*** Extracted records ***
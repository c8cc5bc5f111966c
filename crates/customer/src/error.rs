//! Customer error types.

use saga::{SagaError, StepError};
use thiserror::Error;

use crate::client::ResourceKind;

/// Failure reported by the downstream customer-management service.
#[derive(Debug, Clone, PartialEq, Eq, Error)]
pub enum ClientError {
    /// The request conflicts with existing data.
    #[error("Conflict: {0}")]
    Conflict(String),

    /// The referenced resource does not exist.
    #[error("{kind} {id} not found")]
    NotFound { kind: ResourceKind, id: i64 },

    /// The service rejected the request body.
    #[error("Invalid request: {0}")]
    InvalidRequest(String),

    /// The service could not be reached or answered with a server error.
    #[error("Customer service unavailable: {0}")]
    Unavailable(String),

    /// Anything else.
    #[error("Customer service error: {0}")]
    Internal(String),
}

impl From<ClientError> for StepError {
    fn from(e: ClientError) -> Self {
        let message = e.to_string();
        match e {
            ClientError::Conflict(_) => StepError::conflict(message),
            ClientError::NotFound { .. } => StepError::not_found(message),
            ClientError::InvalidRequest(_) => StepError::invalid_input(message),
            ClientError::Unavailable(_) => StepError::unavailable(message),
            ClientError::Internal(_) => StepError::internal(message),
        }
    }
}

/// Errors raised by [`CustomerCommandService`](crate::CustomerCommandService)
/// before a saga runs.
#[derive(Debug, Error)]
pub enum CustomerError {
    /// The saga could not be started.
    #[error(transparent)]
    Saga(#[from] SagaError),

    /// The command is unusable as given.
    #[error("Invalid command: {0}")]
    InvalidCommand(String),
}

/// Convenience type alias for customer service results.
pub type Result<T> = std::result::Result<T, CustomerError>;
***
*** Extracted records ***
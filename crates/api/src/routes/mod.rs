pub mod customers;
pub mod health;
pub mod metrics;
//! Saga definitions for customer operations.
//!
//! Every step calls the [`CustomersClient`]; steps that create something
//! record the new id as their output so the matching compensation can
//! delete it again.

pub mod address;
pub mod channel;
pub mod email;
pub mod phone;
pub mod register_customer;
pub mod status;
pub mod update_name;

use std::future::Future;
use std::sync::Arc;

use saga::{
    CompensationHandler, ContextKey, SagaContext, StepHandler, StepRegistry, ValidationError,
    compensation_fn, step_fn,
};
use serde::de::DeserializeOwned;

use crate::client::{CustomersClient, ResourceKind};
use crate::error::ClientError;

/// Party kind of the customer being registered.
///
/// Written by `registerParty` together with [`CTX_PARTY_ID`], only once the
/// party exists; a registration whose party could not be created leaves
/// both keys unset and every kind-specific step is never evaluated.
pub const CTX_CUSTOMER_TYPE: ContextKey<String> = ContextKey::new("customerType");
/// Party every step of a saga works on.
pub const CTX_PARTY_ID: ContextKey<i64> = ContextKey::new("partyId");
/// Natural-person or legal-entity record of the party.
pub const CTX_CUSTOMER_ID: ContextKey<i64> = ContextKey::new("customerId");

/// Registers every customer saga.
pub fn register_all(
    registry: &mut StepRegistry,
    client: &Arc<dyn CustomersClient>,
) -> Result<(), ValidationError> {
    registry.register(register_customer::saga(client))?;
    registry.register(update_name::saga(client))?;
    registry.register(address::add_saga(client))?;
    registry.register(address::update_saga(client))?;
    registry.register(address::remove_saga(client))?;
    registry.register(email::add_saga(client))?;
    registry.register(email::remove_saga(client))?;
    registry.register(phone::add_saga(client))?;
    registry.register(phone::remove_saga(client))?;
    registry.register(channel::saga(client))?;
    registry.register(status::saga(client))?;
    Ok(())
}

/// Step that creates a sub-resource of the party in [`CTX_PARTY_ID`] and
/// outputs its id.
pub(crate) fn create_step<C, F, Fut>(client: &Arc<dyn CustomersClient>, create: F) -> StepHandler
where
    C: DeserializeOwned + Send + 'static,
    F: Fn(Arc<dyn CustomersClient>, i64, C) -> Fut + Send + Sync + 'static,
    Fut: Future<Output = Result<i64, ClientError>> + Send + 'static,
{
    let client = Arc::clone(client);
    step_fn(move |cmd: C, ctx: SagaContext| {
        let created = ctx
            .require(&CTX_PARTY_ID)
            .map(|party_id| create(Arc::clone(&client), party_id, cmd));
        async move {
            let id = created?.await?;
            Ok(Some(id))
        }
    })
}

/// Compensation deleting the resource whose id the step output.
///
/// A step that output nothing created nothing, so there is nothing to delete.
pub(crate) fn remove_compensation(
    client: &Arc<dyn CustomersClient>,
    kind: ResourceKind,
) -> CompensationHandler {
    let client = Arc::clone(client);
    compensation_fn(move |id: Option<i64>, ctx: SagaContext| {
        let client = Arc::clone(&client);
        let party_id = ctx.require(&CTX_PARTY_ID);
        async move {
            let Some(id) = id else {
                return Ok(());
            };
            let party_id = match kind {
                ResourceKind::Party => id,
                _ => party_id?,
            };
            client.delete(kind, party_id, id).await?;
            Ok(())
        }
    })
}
***
*** Extracted records ***
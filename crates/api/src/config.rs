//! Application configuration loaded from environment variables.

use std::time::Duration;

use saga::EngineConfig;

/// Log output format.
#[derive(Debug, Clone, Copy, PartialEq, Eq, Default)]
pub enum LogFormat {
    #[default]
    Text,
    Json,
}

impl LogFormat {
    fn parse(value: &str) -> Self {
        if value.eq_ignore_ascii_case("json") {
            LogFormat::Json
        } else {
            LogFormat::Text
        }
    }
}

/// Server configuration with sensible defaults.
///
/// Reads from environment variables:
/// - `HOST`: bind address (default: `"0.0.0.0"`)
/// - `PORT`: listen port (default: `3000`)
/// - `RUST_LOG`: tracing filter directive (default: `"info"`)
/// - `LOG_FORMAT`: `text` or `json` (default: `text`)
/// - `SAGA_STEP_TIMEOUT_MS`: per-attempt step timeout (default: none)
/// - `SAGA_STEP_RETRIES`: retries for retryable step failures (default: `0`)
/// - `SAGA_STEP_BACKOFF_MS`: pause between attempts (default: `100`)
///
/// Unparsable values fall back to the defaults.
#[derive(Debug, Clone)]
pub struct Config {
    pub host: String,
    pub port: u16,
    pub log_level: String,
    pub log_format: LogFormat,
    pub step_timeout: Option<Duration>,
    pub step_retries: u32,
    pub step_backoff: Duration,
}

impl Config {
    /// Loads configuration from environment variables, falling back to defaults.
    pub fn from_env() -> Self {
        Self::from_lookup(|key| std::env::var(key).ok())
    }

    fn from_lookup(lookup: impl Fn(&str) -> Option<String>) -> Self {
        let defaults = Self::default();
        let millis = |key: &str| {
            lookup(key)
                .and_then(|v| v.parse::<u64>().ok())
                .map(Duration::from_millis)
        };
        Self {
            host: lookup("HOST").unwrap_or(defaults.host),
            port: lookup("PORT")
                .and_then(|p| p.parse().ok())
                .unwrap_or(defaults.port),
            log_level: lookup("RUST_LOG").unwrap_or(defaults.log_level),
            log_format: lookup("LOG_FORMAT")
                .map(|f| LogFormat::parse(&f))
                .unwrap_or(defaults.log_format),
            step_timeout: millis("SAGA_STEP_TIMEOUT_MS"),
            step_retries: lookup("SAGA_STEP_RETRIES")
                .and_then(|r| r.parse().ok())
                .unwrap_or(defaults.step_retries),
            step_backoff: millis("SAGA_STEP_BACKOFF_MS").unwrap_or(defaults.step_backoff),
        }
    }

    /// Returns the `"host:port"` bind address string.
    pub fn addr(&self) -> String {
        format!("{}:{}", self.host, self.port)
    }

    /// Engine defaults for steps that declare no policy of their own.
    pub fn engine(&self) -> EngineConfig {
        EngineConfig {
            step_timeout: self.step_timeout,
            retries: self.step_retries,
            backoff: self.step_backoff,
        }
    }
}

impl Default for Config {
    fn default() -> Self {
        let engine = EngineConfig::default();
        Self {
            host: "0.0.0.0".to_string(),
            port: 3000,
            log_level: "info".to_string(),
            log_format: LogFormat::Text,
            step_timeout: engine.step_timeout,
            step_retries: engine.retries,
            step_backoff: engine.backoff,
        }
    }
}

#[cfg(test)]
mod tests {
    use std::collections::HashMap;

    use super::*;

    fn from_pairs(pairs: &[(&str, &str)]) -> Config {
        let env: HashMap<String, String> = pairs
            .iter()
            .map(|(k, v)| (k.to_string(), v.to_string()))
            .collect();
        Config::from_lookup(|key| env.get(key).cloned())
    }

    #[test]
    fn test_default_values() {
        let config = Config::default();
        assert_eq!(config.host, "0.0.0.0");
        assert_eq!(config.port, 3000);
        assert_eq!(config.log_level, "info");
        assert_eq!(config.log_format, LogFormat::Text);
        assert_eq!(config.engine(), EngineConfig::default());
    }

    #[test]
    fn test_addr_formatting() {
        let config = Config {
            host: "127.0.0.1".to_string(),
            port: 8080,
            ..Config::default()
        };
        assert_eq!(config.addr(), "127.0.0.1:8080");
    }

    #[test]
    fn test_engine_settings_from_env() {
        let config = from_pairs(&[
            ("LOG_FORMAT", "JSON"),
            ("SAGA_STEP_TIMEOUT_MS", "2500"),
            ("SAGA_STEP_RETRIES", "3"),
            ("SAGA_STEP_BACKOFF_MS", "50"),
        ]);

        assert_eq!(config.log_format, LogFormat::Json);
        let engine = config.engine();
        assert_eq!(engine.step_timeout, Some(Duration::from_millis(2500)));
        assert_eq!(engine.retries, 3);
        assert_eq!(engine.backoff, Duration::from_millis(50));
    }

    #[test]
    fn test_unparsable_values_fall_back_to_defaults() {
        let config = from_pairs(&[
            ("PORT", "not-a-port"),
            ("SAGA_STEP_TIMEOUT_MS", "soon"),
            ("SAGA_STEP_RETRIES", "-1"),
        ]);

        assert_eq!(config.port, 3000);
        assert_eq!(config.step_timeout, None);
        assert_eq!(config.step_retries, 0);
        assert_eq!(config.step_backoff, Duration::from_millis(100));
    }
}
***
Please write out, exactly as they appear above, only the lines in the stretch from the line with "matching compensation can" through the line with "pub const CTX_PARTY_ID: ContextKey<i64>".

_Exercise answer_.
//! record the new id as their output so the matching compensation can
//! delete it again.

pub mod address;
pub mod channel;
pub mod email;
pub mod phone;
pub mod register_customer;
pub mod status;
pub mod update_name;

use std::future::Future;
use std::sync::Arc;

use saga::{
    CompensationHandler, ContextKey, SagaContext, StepHandler, StepRegistry, ValidationError,
    compensation_fn, step_fn,
};
use serde::de::DeserializeOwned;

use crate::client::{CustomersClient, ResourceKind};
use crate::error::ClientError;

/// Party kind of the customer being registered.
///
/// Written by `registerParty` together with [`CTX_PARTY_ID`], only once the
/// party exists; a registration whose party could not be created leaves
/// both keys unset and every kind-specific step is never evaluated.
pub const CTX_CUSTOMER_TYPE: ContextKey<String> = ContextKey::new("customerType");
/// Party every step of a saga works on.
pub const CTX_PARTY_ID: ContextKey<i64> = ContextKey::new("partyId");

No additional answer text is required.